SPORTATORIUM. The Sportatorium, famed wrestling venue and home to Big D Jamboree, was located at 1000 S. Industrial Boulevard in Dallas, Texas. Originally constructed by Bill Cox of the Cox Fence Company, the large octagonal steel building with a flat roof opened on December 9, 1935, with a professional wrestling event promoted by Burt Willoughby. The venue quickly gained popularity for its wrestling and boxing matches, and Willoughby hired Ed McLemore to operate the concessions. The enterprising McLemore eventually purchased Willoughby’s entire promotion business in 1940 and publicized wrestling matches under the National Wrestling Alliance (NWA).
Just after World War II in addition to his wrestling promotions, McLemore began presenting a weekly country music variety show on Saturday night at the Sportatorium. The show, originally christened the Texas State Barn Dance and then renamed Lone Star Jamboree, eventually in 1948 became Big D Jamboree, broadcast from the Sportatorium on KRLD. The Saturday night shows would continue until 1966. By the early 1950s the show had also secured a slot as one of the revolving Saturday night national broadcasts on CBS radio.

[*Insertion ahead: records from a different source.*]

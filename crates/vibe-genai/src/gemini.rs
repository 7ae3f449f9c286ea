//! Hosted model client
//!
//! Speaks the `generateContent` REST endpoint. One client is bound to one
//! model; [`GeminiClient::for_model`] clones the connection pool for
//! another.

use crate::error::GenAiError;
use crate::service::{GenerationService, Prompt, PromptPart};
use async_trait::async_trait;
use reqwest::{Client, StatusCode};
use serde::{Deserialize, Serialize};
use std::fmt;
use std::time::Duration;

/// Public endpoint
pub const DEFAULT_BASE_URL: &str = "https://generativelanguage.googleapis.com";

/// Primary model
pub const DEFAULT_MODEL: &str = "gemini-2.5-flash-preview-09-2025";

/// Environment variables checked for the api key, in order
pub const API_KEY_VARS: &[&str] = &["GEMINI_API_KEY", "GOOGLE_GENERATIVE_AI_API_KEY"];

const DEFAULT_TIMEOUT: Duration = Duration::from_secs(120);

#[derive(Serialize)]
struct GenerateRequest<'a> {
    contents: [Content<'a>; 1],
}

#[derive(Serialize)]
struct Content<'a> {
    role: &'static str,
    parts: Vec<RequestPart<'a>>,
}

#[derive(Serialize)]
#[serde(untagged)]
enum RequestPart<'a> {
    Text {
        text: &'a str,
    },
    Inline {
        #[serde(rename = "inlineData")]
        inline_data: InlineData<'a>,
    },
}

#[derive(Serialize)]
#[serde(rename_all = "camelCase")]
struct InlineData<'a> {
    mime_type: &'a str,
    data: &'a str,
}

#[derive(Debug, Deserialize)]
struct GenerateResponse {
    #[serde(default)]
    candidates: Vec<Candidate>,
}

#[derive(Debug, Deserialize)]
struct Candidate {
    content: Option<CandidateContent>,
}

#[derive(Debug, Deserialize)]
struct CandidateContent {
    #[serde(default)]
    parts: Vec<ResponsePart>,
}

#[derive(Debug, Deserialize)]
struct ResponsePart {
    text: Option<String>,
}

impl GenerateResponse {
    fn into_text(self) -> Option<String> {
        let parts = self.candidates.into_iter().next()?.content?.parts;
        let text: String = parts.into_iter().filter_map(|part| part.text).collect();
        (!text.trim().is_empty()).then_some(text)
    }
}

fn request_body(prompt: &Prompt) -> GenerateRequest<'_> {
    let parts = prompt
        .parts()
        .iter()
        .map(|part| match part {
            PromptPart::Text(text) => RequestPart::Text { text: text.as_str() },
            PromptPart::Image(image) => RequestPart::Inline {
                inline_data: InlineData {
                    mime_type: &image.mime_type,
                    data: &image.data_base64,
                },
            },
        })
        .collect();
    GenerateRequest {
        contents: [Content { role: "user", parts }],
    }
}

/// Connection settings for [`GeminiClient`]
#[derive(Clone)]
pub struct GeminiConfig {
    pub api_key: String,
    pub base_url: String,
    pub model: String,
    pub timeout: Duration,
}

impl GeminiConfig {
    /// Defaults with the given key
    #[must_use]
    pub fn new(api_key: impl Into<String>) -> Self {
        Self {
            api_key: api_key.into(),
            base_url: DEFAULT_BASE_URL.to_owned(),
            model: DEFAULT_MODEL.to_owned(),
            timeout: DEFAULT_TIMEOUT,
        }
    }

    #[must_use]
    pub fn with_base_url(mut self, base_url: impl Into<String>) -> Self {
        self.base_url = base_url.into();
        self
    }

    #[must_use]
    pub fn with_model(mut self, model: impl Into<String>) -> Self {
        self.model = model.into();
        self
    }

    #[must_use]
    pub fn with_timeout(mut self, timeout: Duration) -> Self {
        self.timeout = timeout;
        self
    }
}

impl fmt::Debug for GeminiConfig {
    fn fmt(&self, f: &mut fmt::Formatter<'_>) -> fmt::Result {
        f.debug_struct("GeminiConfig")
            .field("api_key", &"<redacted>")
            .field("base_url", &self.base_url)
            .field("model", &self.model)
            .field("timeout", &self.timeout)
            .finish()
    }
}

/// `generateContent` client bound to one model
#[derive(Debug, Clone)]
pub struct GeminiClient {
    http: Client,
    config: GeminiConfig,
}

impl GeminiClient {
    /// Build a client
    ///
    /// # Errors
    /// Returns error if the key is blank or the HTTP client cannot be built
    pub fn new(config: GeminiConfig) -> Result<Self, GenAiError> {
        if config.api_key.trim().is_empty() {
            return Err(GenAiError::NotConfigured("api key is empty".into()));
        }
        let http = Client::builder()
            .timeout(config.timeout)
            .user_agent(concat!("vibestack/", env!("CARGO_PKG_VERSION")))
            .build()
            .map_err(|e| GenAiError::Transport(e.to_string()))?;
        Ok(Self { http, config })
    }

    /// Build a client from the first set variable in [`API_KEY_VARS`]
    ///
    /// # Errors
    /// Returns error if none is set
    pub fn from_env() -> Result<Self, GenAiError> {
        let key = API_KEY_VARS
            .iter()
            .find_map(|var| std::env::var(var).ok().filter(|v| !v.trim().is_empty()))
            .ok_or_else(|| GenAiError::NotConfigured(format!("set one of {}", API_KEY_VARS.join(", "))))?;
        Self::new(GeminiConfig::new(key))
    }

    /// Same connection pool and key, different model
    #[must_use]
    pub fn for_model(&self, model: impl Into<String>) -> Self {
        Self {
            http: self.http.clone(),
            config: self.config.clone().with_model(model),
        }
    }

    #[inline]
    #[must_use]
    pub fn model(&self) -> &str {
        &self.config.model
    }

    fn endpoint(&self) -> String {
        format!(
            "{}/v1beta/models/{}:generateContent",
            self.config.base_url.trim_end_matches('/'),
            self.config.model
        )
    }

    fn classify(&self, status: StatusCode, body: String) -> GenAiError {
        let overloaded = body.to_ascii_lowercase().contains("overloaded");
        match status {
            StatusCode::UNAUTHORIZED | StatusCode::FORBIDDEN => GenAiError::Unauthorized,
            StatusCode::TOO_MANY_REQUESTS | StatusCode::SERVICE_UNAVAILABLE => GenAiError::Overloaded {
                model: self.config.model.clone(),
            },
            _ if overloaded => GenAiError::Overloaded {
                model: self.config.model.clone(),
            },
            s => GenAiError::Http {
                status: s.as_u16(),
                body,
            },
        }
    }
}

fn map_reqwest_error(e: &reqwest::Error) -> GenAiError {
    if e.is_timeout() {
        GenAiError::Timeout
    } else {
        GenAiError::Transport(e.to_string())
    }
}

#[async_trait]
impl GenerationService for GeminiClient {
    async fn generate(&self, prompt: &Prompt) -> Result<String, GenAiError> {
        tracing::debug!(model = %self.config.model, image = prompt.has_image(), "Calling generateContent");

        let res = self
            .http
            .post(self.endpoint())
            .header("x-goog-api-key", &self.config.api_key)
            .json(&request_body(prompt))
            .send()
            .await
            .map_err(|e| map_reqwest_error(&e))?;

        let status = res.status();
        if !status.is_success() {
            let body = res.text().await.unwrap_or_default();
            tracing::debug!(model = %self.config.model, status = status.as_u16(), body = %body, "generateContent failed");
            return Err(self.classify(status, body));
        }

        let response: GenerateResponse = res
            .json()
            .await
            .map_err(|e| GenAiError::MalformedEnvelope(e.to_string()))?;
        response.into_text().ok_or(GenAiError::EmptyResponse)
    }

    fn name(&self) -> &str {
        &self.config.model
    }
}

On May 1, 1953, a fire completely destroyed the Sportatorium. Authorities suspected that the conflagration may have been an act of arson, possibly by a rival wrestling promoter, but no arrests were ever made. McLemore, undaunted, moved both his wrestling matches and Big D Jamboree shows to the Livestock Pavilion at Fair Park for four months while construction took place to erect a new building. On September 22, 1953, the Sportatorium, now dubbed “The Million Dollar Sportatorium,” reopened at its same street location. The building, a large rectangular structure, retained its original octagonal seating configuration and had a capacity of about 6,300 people.

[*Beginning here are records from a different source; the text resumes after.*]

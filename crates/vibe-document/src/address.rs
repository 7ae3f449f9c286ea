//! Node addressing
//!
//! A [`NodeAddress`] names one section or text leaf of a document. Positional
//! addresses are indices into the traversal lists of [`HtmlDocument`];
//! stable addresses are ids written into the markup by [`annotate`] so that
//! a target survives edits elsewhere in the page.

use crate::dom::{attribute, set_attribute, DomError, HtmlDocument};
use markup5ever_rcdom::Handle;
use serde::{Deserialize, Serialize};
use std::collections::HashSet;
use std::fmt::{self, Display, Formatter};

/// Attribute carrying a section's stable id
pub const SECTION_ID_ATTR: &str = "data-vibe-section";

/// Attribute carrying a text leaf's stable id
pub const TEXT_ID_ATTR: &str = "data-vibe-text";

/// Which traversal list an address refers to
#[derive(Debug, Clone, Copy, PartialEq, Eq, Hash, Serialize, Deserialize)]
#[serde(rename_all = "snake_case")]
pub enum TargetKind {
    /// Element children of `<body>`
    Section,
    /// Polishable text-bearing leaves
    TextLeaf,
}

impl TargetKind {
    /// Attribute used for stable ids of this kind
    #[inline]
    #[must_use]
    pub const fn id_attribute(self) -> &'static str {
        match self {
            Self::Section => SECTION_ID_ATTR,
            Self::TextLeaf => TEXT_ID_ATTR,
        }
    }

    const fn id_prefix(self) -> &'static str {
        match self {
            Self::Section => "s",
            Self::TextLeaf => "t",
        }
    }

    /// Nodes of this kind in document order
    #[must_use]
    pub fn targets(self, doc: &HtmlDocument) -> Vec<Handle> {
        match self {
            Self::Section => doc.sections(),
            Self::TextLeaf => doc.text_leaves(),
        }
    }
}

/// Address of a section or text leaf
#[derive(Debug, Clone, PartialEq, Eq, Hash, Serialize, Deserialize)]
#[serde(rename_all = "snake_case")]
pub enum NodeAddress {
    /// Index into the traversal list. Signed so that a negative index from
    /// the wire is reported as not-found rather than rejected at decoding.
    Position(i64),
    /// Id assigned by [`annotate`]
    Stable(String),
}

impl NodeAddress {
    /// Find the addressed node among `kind`'s targets
    #[must_use]
    pub fn resolve(&self, doc: &HtmlDocument, kind: TargetKind) -> Option<Handle> {
        let targets = kind.targets(doc);
        match self {
            Self::Position(index) => usize::try_from(*index)
                .ok()
                .and_then(|i| targets.get(i).cloned()),
            Self::Stable(id) => targets
                .into_iter()
                .find(|node| attribute(node, kind.id_attribute()).as_deref() == Some(id.as_str())),
        }
    }
}

impl Display for NodeAddress {
    fn fmt(&self, f: &mut Formatter<'_>) -> fmt::Result {
        match self {
            Self::Position(index) => write!(f, "#{index}"),
            Self::Stable(id) => write!(f, "@{id}"),
        }
    }
}

impl From<i64> for NodeAddress {
    fn from(index: i64) -> Self {
        Self::Position(index)
    }
}

/// Give every section and text leaf a unique stable id.
///
/// Existing ids are kept unless they are duplicated, in which case later
/// occurrences are renumbered. Returns the annotated markup.
///
/// # Errors
/// Returns error if the annotated tree cannot be serialized
pub fn annotate(markup: &str) -> Result<String, DomError> {
    let doc = HtmlDocument::parse(markup);
    for kind in [TargetKind::Section, TargetKind::TextLeaf] {
        assign_ids(&kind.targets(&doc), kind);
    }
    doc.to_markup()
}

fn assign_ids(targets: &[Handle], kind: TargetKind) {
    let attr = kind.id_attribute();
    let existing: HashSet<String> = targets.iter().filter_map(|node| attribute(node, attr)).collect();

    let mut claimed = HashSet::with_capacity(targets.len());
    let mut next = 0usize;
    for node in targets {
        if let Some(id) = attribute(node, attr) {
            if claimed.insert(id) {
                continue;
            }
        }
        let fresh = loop {
            let candidate = format!("{}-{next}", kind.id_prefix());
            next += 1;
            if !existing.contains(&candidate) && !claimed.contains(&candidate) {
                break candidate;
            }
        };
        set_attribute(node, attr, &fresh);
        claimed.insert(fresh);
    }
}

#[cfg(test)]
mod tests {
    use super::*;
    use pretty_assertions::assert_eq;

    fn page(body: &str) -> String {
        format!("<!DOCTYPE html><html><head></head><body>{body}</body></html>")
    }

    #[test]
    fn annotate_numbers_sections_and_leaves() {
        let out = annotate(&page("<h1>Hi</h1><p>World</p>")).unwrap();
        assert_eq!(
            out,
            page(
                "<h1 data-vibe-section=\"s-0\" data-vibe-text=\"t-0\">Hi</h1>\
                 <p data-vibe-section=\"s-1\" data-vibe-text=\"t-1\">World</p>"
            )
        );
    }

    #[test]
    fn annotate_is_idempotent() {
        let once = annotate(&page("<section><h2>A</h2><p>B</p></section>")).unwrap();
        let twice = annotate(&once).unwrap();
        assert_eq!(once, twice);
    }

    #[test]
    fn duplicated_ids_are_renumbered() {
        let markup = page(
            "<div data-vibe-section=\"s-0\"><span>a</span></div>\
             <div data-vibe-section=\"s-0\"><span>b</span></div>",
        );
        let doc = HtmlDocument::parse(&annotate(&markup).unwrap());
        let ids: Vec<_> = doc
            .sections()
            .iter()
            .map(|n| attribute(n, SECTION_ID_ATTR).unwrap())
            .collect();
        assert_eq!(ids, vec!["s-0", "s-1"]);
    }

    #[test]
    fn resolves_positions_and_ids() {
        let doc = HtmlDocument::parse(&annotate(&page("<h1>Hi</h1><p>World</p>")).unwrap());
        let by_index = NodeAddress::Position(1).resolve(&doc, TargetKind::Section).unwrap();
        let by_id = NodeAddress::Stable("s-1".into())
            .resolve(&doc, TargetKind::Section)
            .unwrap();
        assert!(std::rc::Rc::ptr_eq(&by_index, &by_id));
    }

    #[test]
    fn negative_and_out_of_range_positions_do_not_resolve() {
        let doc = HtmlDocument::parse(&page("<h1>Hi</h1>"));
        assert!(NodeAddress::Position(-1).resolve(&doc, TargetKind::Section).is_none());
        assert!(NodeAddress::Position(1).resolve(&doc, TargetKind::Section).is_none());
        assert!(NodeAddress::Stable("s-9".into())
            .resolve(&doc, TargetKind::TextLeaf)
            .is_none());
    }

    #[test]
    fn display_distinguishes_forms() {
        assert_eq!(NodeAddress::Position(3).to_string(), "#3");
        assert_eq!(NodeAddress::Stable("t-2".into()).to_string(), "@t-2");
    }
}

During the 1950s the Sportatorium played host to an impressive lineup of country and rockabilly performers and later stars of the new genre of rock-and-roll. Guests included both local talent and up-and-coming stars. Hank Snow, Hank Williams, the Light Crust Doughboys, Carl Perkins, Johnny Carroll, Wanda Jackson, Johnny Cash, Ronnie Dawson, Elvis Presley, and many others graced the stage, along with Jamboree regulars such as Charline Arthur, Sonny James, Hank Locklin, and Helen Hall.

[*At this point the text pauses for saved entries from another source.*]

//! Server configuration
//!
//! Sources, lowest to highest precedence:
//!
//! 1. [`ServerConfig::default`]
//! 2. an optional TOML file
//! 3. environment variables ([`ServerConfig::apply_env`])
//! 4. command-line flags ([`Overrides`])

use serde::{Deserialize, Serialize};
use std::fmt;
use std::net::SocketAddr;
use std::path::{Path, PathBuf};
use std::time::Duration;
use vibe_core::CoreConfig;
use vibe_genai::{API_KEY_VARS, DEFAULT_BASE_URL};

pub const LISTEN_VAR: &str = "VIBESTACK_LISTEN";
pub const BASE_URL_VAR: &str = "VIBESTACK_API_BASE_URL";
pub const WEBHOOK_SECRET_VAR: &str = "VIBESTACK_WEBHOOK_SECRET";
pub const ALLOW_ANONYMOUS_VAR: &str = "VIBESTACK_ALLOW_ANONYMOUS";
pub const LOG_JSON_VAR: &str = "VIBESTACK_LOG_JSON";

/// Configuration loading errors
#[derive(Debug, thiserror::Error)]
pub enum ConfigError {
    #[error("failed to read config file {path}: {source}")]
    Read {
        path: PathBuf,
        #[source]
        source: std::io::Error,
    },

    #[error("invalid config file {path}: {source}")]
    Parse {
        path: PathBuf,
        #[source]
        source: toml::de::Error,
    },

    #[error("invalid value for {var}: {value:?}")]
    InvalidEnv { var: &'static str, value: String },
}

/// Everything the binary needs to start
#[derive(Clone, PartialEq, Eq, Serialize, Deserialize)]
#[serde(default)]
pub struct ServerConfig {
    pub listen: SocketAddr,
    /// Generation service key; never logged
    pub api_key: Option<String>,
    pub api_base_url: String,
    /// Treat requests without an identity as an anonymous user (development)
    pub allow_anonymous: bool,
    /// Shared secret expected on billing webhooks; webhooks are refused
    /// when unset
    pub webhook_secret: Option<String>,
    pub log_json: bool,
    /// Largest accepted request body, in bytes
    pub body_limit: u64,
    /// Gallery items returned by default
    pub gallery_page: usize,
    /// Editing sessions kept at once
    pub max_sessions: u64,
    /// Idle editing sessions are dropped after this long
    #[serde(with = "vibe_genai::millis")]
    pub session_idle: Duration,
    pub core: CoreConfig,
}

impl Default for ServerConfig {
    fn default() -> Self {
        Self {
            listen: SocketAddr::from(([127, 0, 0, 1], 3000)),
            api_key: None,
            api_base_url: DEFAULT_BASE_URL.to_owned(),
            allow_anonymous: false,
            webhook_secret: None,
            log_json: false,
            body_limit: 10 * 1024 * 1024,
            gallery_page: 50,
            max_sessions: 1024,
            session_idle: Duration::from_secs(2 * 60 * 60),
            core: CoreConfig::default(),
        }
    }
}

impl fmt::Debug for ServerConfig {
    fn fmt(&self, f: &mut fmt::Formatter<'_>) -> fmt::Result {
        f.debug_struct("ServerConfig")
            .field("listen", &self.listen)
            .field("api_key", &self.api_key.as_ref().map(|_| "<redacted>"))
            .field("api_base_url", &self.api_base_url)
            .field("allow_anonymous", &self.allow_anonymous)
            .field("webhook_secret", &self.webhook_secret.as_ref().map(|_| "<redacted>"))
            .field("log_json", &self.log_json)
            .field("core", &self.core)
            .finish_non_exhaustive()
    }
}

/// Command-line overrides; `None`/`false` leaves the loaded value alone
#[derive(Debug, Clone, Default)]
pub struct Overrides {
    pub listen: Option<SocketAddr>,
    pub allow_anonymous: bool,
    pub log_json: bool,
}

impl ServerConfig {
    /// Defaults, then `path`, then the process environment, then `overrides`
    ///
    /// # Errors
    /// Unreadable or malformed config file, or an unparsable variable
    pub fn load(path: Option<&Path>, overrides: &Overrides) -> Result<Self, ConfigError> {
        let mut config = match path {
            Some(path) => Self::from_file(path)?,
            None => Self::default(),
        };
        config.apply_env(|var| std::env::var(var).ok())?;
        config.apply_overrides(overrides);
        Ok(config)
    }

    /// Parse a TOML file over the defaults
    ///
    /// # Errors
    /// Unreadable or malformed file
    pub fn from_file(path: &Path) -> Result<Self, ConfigError> {
        let text = std::fs::read_to_string(path).map_err(|source| ConfigError::Read {
            path: path.to_owned(),
            source,
        })?;
        toml::from_str(&text).map_err(|source| ConfigError::Parse {
            path: path.to_owned(),
            source,
        })
    }

    /// Apply environment variables read through `lookup`
    ///
    /// # Errors
    /// [`ConfigError::InvalidEnv`] for a value that does not parse
    pub fn apply_env(&mut self, lookup: impl Fn(&str) -> Option<String>) -> Result<(), ConfigError> {
        if let Some(key) = API_KEY_VARS.iter().find_map(|var| lookup(var).filter(|v| !v.trim().is_empty())) {
            self.api_key = Some(key);
        }
        if let Some(value) = lookup(LISTEN_VAR) {
            self.listen = value.parse().map_err(|_| ConfigError::InvalidEnv {
                var: LISTEN_VAR,
                value,
            })?;
        }
        if let Some(value) = lookup(BASE_URL_VAR) {
            self.api_base_url = value;
        }
        if let Some(value) = lookup(WEBHOOK_SECRET_VAR) {
            self.webhook_secret = Some(value).filter(|v| !v.is_empty());
        }
        if let Some(value) = lookup(ALLOW_ANONYMOUS_VAR) {
            self.allow_anonymous = parse_flag(ALLOW_ANONYMOUS_VAR, value)?;
        }
        if let Some(value) = lookup(LOG_JSON_VAR) {
            self.log_json = parse_flag(LOG_JSON_VAR, value)?;
        }
        Ok(())
    }

    pub fn apply_overrides(&mut self, overrides: &Overrides) {
        if let Some(listen) = overrides.listen {
            self.listen = listen;
        }
        self.allow_anonymous |= overrides.allow_anonymous;
        self.log_json |= overrides.log_json;
    }
}

fn parse_flag(var: &'static str, value: String) -> Result<bool, ConfigError> {
    match value.trim().to_ascii_lowercase().as_str() {
        "1" | "true" | "yes" | "on" => Ok(true),
        "0" | "false" | "no" | "off" | "" => Ok(false),
        _ => Err(ConfigError::InvalidEnv { var, value }),
    }
}
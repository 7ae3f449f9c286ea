//! VibeStack server
//!
//! HTTP API over the generation, critique, project and editing-session
//! operations.
//!
//! # Core Concepts
//!
//! - [`ServerConfig`]: layered configuration (defaults, TOML, environment,
//!   flags)
//! - [`AppState`]: injected stores, identity, usage limiter and live
//!   editing sessions
//! - [`routes`]: every endpoint as one warp filter
//! - [`ApiError`]: failures mapped onto JSON bodies and statuses

#![warn(unreachable_pub)]
#![allow(missing_docs)]

pub mod config;
mod error;
pub mod routes;
mod state;

pub use config::{ConfigError, Overrides, ServerConfig};
pub use error::{recover, status_of, ApiError, ErrorBody};
pub use routes::routes;
pub use state::{AppState, ANONYMOUS_USER, USER_HEADER, WEBHOOK_SECRET_HEADER};

use std::sync::Arc;
use vibe_genai::{model_chain, GeminiClient, GeminiConfig, GenAiError, GenerationService};

/// Production generation chain: the configured models in order, each
/// retried on capacity errors
///
/// # Errors
/// [`GenAiError::NotConfigured`] without an API key; client construction
/// failures
pub fn generation_service(config: &ServerConfig) -> Result<Arc<dyn GenerationService>, GenAiError> {
    let key = config
        .api_key
        .clone()
        .ok_or_else(|| GenAiError::NotConfigured("no API key; set GEMINI_API_KEY".to_owned()))?;
    let primary = config.core.models.first().map_or(vibe_genai::DEFAULT_MODEL, String::as_str);
    let client = GeminiClient::new(
        GeminiConfig::new(key)
            .with_base_url(config.api_base_url.clone())
            .with_model(primary)
            .with_timeout(config.core.request_timeout),
    )?;
    Ok(Arc::new(model_chain(&client, &config.core.models, config.core.retry)))
}

/// Version of this crate
pub const VERSION: &str = env!("CARGO_PKG_VERSION");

Through the years, in addition to hosting a load of musical talent, the Sportatorium was the site of a number of legendary wrestling figures and matches that included Gorgeous George in the early days to “Nature Boy” Buddy Rogers, Fritz Von Erich, Johnny Valentine, and Wahoo McDaniel in the 1960s. Reportedly, the Sportatorium was the site of the first cage match in wrestling in 1962.
In 1966 McLemore went into partnership with Jack Adkisson, better-known by his wrestling alter ego Fritz Von Erich. After McLemore’s death on January 9, 1969, Adkisson was in charge of promotions. Adkisson’s program, Big Time Wrestling became the highly successful World Class Championship Wrestling (WCCW) in 1982. Taped broadcasts of WCCW matches at the Sportatorium went into international syndication, and the television program, broadcast weekly across the United States, was enormously successful into the mid-1980s. North Texas sportscaster Bill Mercer served as ringside announcer, and the program served chiefly as a showcase for the Von Erich family which consisted of Jack Adkisson’s (Fritz Von Erich) sons, David, Kevin, Kerry, and later, Mike Von Erich. Other notable wrestling stars that competed in the Sportatorium’s ring included Chris Adams, Gary Hart, The Fabulous Freebirds, Ric Flair, Bruiser Brody, Gino Hernandez, and others, along with up-and-comers Mick Foley and Shawn Michaels.
A series of tragedies with the Von Erich family and fundamental transitions in the wrestling industry led to a major decline in attendance and the end of WCCW in 1990. A series of smaller promotions took place at the Sportatorium, along with occasional music concerts, but by the late 1990s the building was no longer used and had fallen into disrepair. A fire in December 2001 caused major damage to the building. The Sportatorium was demolished in February 2003 thus ending the run of a legendary music and wrestling venue.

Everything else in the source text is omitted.